* _WORK REQUIRED_
From the listing below, extract every line containing "async".

____________________

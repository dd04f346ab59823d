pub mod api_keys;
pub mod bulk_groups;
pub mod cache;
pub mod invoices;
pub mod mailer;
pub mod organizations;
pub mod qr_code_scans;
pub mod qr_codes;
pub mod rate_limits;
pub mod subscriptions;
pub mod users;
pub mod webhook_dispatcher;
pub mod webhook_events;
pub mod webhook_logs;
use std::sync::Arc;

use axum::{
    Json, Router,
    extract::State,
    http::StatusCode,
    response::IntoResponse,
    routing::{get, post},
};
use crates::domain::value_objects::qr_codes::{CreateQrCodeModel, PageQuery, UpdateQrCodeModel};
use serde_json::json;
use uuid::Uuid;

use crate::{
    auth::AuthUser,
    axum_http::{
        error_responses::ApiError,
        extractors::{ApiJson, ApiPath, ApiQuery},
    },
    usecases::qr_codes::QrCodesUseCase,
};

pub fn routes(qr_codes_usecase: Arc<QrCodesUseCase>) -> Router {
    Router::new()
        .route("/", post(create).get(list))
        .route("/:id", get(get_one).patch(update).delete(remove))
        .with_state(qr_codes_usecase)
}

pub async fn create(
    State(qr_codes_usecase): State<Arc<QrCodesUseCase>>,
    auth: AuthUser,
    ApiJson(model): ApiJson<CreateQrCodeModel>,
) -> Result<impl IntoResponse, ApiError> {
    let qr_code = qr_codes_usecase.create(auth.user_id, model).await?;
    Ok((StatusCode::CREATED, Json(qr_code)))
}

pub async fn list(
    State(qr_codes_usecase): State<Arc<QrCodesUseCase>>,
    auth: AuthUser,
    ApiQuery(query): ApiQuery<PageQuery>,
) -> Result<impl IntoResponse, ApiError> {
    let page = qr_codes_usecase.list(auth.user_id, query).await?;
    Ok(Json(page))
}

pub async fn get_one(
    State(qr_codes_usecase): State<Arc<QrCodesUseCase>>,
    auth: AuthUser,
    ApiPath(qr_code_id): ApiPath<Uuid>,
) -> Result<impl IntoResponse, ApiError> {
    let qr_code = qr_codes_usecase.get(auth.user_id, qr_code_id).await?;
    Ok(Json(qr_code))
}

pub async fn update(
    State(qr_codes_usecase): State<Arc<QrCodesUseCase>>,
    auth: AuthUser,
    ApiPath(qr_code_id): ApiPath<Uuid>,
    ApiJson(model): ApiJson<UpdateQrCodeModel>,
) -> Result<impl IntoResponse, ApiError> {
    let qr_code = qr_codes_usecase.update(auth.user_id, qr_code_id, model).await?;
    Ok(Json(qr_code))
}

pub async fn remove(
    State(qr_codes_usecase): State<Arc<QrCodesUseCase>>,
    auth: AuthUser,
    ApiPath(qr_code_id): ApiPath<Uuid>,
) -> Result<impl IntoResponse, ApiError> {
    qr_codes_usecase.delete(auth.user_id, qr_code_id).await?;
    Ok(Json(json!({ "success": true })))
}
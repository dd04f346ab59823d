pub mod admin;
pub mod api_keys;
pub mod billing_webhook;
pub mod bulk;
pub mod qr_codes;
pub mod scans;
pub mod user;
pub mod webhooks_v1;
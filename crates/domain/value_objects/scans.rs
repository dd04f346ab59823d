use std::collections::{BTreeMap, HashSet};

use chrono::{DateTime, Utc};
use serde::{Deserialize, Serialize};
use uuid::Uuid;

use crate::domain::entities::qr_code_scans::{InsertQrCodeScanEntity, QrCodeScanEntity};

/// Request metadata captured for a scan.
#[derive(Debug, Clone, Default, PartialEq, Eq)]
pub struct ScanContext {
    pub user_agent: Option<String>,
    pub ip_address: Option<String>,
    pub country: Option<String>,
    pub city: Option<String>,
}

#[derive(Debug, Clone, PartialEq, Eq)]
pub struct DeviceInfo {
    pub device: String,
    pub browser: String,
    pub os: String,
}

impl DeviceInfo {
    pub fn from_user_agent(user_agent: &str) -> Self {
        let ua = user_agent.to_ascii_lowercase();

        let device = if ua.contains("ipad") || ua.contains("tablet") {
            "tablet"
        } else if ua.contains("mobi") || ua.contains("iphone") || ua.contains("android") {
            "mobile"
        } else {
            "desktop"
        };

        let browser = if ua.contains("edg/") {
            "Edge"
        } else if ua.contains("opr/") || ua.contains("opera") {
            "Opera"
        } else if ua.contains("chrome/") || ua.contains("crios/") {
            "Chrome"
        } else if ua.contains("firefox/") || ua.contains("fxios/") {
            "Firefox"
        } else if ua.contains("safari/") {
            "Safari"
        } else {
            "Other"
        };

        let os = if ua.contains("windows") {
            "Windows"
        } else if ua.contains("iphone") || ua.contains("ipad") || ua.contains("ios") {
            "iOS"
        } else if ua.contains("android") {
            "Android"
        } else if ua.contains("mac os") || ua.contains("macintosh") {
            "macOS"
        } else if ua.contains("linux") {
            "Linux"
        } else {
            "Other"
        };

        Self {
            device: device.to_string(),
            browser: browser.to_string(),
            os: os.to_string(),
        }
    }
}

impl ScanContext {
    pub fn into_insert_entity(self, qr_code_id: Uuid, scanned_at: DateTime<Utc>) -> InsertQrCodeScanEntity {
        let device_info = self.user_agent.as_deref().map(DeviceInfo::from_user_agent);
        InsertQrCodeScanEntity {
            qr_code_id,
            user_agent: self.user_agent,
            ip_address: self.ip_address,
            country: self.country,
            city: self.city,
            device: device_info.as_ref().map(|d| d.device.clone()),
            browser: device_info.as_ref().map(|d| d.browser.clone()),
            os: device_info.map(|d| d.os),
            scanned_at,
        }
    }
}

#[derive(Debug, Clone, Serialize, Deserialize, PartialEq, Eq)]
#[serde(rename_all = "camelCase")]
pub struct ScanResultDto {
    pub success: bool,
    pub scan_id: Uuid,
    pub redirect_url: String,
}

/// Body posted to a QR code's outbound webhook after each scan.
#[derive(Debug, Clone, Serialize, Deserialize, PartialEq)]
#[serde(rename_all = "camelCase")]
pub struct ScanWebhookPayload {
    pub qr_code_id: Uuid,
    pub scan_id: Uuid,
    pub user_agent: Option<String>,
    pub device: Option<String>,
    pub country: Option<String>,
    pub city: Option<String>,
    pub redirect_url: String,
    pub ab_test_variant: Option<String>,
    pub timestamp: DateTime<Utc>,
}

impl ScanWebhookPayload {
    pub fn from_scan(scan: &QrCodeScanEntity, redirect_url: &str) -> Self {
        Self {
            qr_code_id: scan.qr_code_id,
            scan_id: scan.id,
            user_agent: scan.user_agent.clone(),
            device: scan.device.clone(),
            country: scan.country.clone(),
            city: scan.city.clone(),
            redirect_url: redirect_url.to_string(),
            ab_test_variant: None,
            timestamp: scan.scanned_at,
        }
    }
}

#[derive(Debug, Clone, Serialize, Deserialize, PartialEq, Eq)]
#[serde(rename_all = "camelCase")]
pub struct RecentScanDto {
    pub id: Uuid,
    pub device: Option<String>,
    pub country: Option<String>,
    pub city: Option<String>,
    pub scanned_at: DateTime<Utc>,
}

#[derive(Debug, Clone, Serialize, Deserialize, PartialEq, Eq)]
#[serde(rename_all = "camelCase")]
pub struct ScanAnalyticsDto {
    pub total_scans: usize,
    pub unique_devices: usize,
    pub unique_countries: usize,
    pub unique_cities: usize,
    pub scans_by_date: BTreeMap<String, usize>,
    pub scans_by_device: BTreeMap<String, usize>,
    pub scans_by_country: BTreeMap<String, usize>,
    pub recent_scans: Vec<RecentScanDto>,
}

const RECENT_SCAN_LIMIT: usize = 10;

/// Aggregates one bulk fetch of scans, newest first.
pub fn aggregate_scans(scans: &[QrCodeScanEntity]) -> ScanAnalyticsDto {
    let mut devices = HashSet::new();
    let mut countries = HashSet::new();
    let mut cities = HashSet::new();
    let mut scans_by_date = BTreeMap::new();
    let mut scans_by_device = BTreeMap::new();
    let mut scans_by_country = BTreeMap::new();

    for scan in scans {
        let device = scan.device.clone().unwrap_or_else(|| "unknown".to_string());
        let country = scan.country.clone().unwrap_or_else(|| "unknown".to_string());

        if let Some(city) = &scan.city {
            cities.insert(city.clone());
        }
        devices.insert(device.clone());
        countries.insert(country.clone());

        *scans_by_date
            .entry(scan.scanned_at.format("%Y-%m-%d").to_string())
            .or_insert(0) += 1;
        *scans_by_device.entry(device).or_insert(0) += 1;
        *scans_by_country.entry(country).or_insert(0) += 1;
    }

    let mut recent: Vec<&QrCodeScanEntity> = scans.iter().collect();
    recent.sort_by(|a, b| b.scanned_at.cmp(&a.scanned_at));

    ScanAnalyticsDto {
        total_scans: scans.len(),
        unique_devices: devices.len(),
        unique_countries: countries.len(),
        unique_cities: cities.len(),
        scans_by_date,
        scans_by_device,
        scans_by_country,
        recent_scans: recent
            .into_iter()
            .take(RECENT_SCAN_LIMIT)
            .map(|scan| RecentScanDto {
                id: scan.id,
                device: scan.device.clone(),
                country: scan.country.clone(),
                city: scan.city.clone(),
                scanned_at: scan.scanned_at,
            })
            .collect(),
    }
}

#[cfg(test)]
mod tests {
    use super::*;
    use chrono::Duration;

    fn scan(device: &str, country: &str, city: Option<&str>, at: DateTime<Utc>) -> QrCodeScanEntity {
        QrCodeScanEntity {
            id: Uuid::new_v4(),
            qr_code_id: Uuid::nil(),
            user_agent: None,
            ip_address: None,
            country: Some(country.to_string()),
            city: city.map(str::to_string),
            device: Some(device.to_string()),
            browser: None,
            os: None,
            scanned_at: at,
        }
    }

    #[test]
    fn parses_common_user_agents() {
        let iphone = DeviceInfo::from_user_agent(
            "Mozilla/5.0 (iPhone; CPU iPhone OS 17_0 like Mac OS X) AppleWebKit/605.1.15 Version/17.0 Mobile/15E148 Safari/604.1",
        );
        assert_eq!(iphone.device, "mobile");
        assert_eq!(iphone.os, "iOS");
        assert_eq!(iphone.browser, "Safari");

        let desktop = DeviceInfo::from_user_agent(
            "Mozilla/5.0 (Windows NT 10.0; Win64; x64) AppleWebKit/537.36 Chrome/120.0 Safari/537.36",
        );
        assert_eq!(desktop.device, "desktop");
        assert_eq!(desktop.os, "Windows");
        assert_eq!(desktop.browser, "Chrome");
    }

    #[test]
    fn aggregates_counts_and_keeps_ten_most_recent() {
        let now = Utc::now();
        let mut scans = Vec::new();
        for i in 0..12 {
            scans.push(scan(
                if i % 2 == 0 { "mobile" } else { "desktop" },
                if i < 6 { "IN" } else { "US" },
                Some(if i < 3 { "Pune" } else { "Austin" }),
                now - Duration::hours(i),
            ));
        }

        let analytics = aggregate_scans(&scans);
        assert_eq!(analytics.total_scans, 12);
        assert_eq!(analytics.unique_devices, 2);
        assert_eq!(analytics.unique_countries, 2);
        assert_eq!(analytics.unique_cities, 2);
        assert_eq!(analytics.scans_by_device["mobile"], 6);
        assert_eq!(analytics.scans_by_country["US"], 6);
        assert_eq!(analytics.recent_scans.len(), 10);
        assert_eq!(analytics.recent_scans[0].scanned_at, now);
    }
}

____________________

* _EXPECTED OUTPUT_
pub async fn create(
pub async fn list(
pub async fn get_one(
pub async fn update(
pub async fn remove(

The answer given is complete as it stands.